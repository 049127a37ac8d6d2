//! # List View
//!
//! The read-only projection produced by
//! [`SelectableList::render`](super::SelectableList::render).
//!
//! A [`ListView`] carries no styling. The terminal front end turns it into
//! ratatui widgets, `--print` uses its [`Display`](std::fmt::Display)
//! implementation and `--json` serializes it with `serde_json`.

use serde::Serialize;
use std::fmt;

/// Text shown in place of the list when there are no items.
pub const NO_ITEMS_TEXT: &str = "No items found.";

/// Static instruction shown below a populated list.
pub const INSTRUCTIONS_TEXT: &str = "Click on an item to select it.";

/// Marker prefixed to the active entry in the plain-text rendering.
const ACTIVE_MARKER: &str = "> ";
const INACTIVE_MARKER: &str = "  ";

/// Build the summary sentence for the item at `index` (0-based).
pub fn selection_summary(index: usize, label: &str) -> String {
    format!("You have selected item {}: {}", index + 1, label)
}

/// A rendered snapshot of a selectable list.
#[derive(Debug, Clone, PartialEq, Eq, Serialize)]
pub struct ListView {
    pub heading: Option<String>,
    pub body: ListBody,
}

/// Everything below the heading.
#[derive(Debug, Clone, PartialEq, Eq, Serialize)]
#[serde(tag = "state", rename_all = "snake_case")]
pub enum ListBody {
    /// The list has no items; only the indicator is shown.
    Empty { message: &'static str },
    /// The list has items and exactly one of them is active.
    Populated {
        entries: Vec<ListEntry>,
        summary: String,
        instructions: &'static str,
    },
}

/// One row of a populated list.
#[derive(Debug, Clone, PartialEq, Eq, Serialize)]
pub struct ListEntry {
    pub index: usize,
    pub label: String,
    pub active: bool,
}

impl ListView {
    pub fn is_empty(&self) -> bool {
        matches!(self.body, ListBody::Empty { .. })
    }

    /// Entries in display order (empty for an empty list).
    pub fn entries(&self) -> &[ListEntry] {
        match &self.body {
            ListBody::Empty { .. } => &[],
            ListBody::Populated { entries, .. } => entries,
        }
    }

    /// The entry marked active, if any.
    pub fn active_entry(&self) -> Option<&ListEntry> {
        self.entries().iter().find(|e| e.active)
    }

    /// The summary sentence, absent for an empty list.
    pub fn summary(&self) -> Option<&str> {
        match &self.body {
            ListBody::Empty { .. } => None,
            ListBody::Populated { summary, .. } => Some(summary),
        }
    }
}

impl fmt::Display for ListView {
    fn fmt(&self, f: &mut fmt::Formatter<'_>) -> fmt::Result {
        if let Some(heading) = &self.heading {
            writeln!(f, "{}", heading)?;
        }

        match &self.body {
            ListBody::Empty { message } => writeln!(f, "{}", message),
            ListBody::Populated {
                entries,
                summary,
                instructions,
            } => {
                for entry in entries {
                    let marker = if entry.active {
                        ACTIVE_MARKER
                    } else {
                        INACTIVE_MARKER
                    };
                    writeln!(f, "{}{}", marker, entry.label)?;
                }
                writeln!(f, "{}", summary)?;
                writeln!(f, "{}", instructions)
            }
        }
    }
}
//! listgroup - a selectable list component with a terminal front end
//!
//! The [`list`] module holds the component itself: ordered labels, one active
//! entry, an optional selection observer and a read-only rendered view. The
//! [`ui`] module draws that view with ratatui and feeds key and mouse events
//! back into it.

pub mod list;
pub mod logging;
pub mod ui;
++++++++++++++++++++
*WORK INSTRUCTION*.
Every line above in which the word "only" is present must be copied into the answer.

*YOUR SOLUTION*.
//! The read-only projection produced by
    /// The list has no items; only the indicator is shown.
//! entry, an optional selection observer and a read-only rendered view. The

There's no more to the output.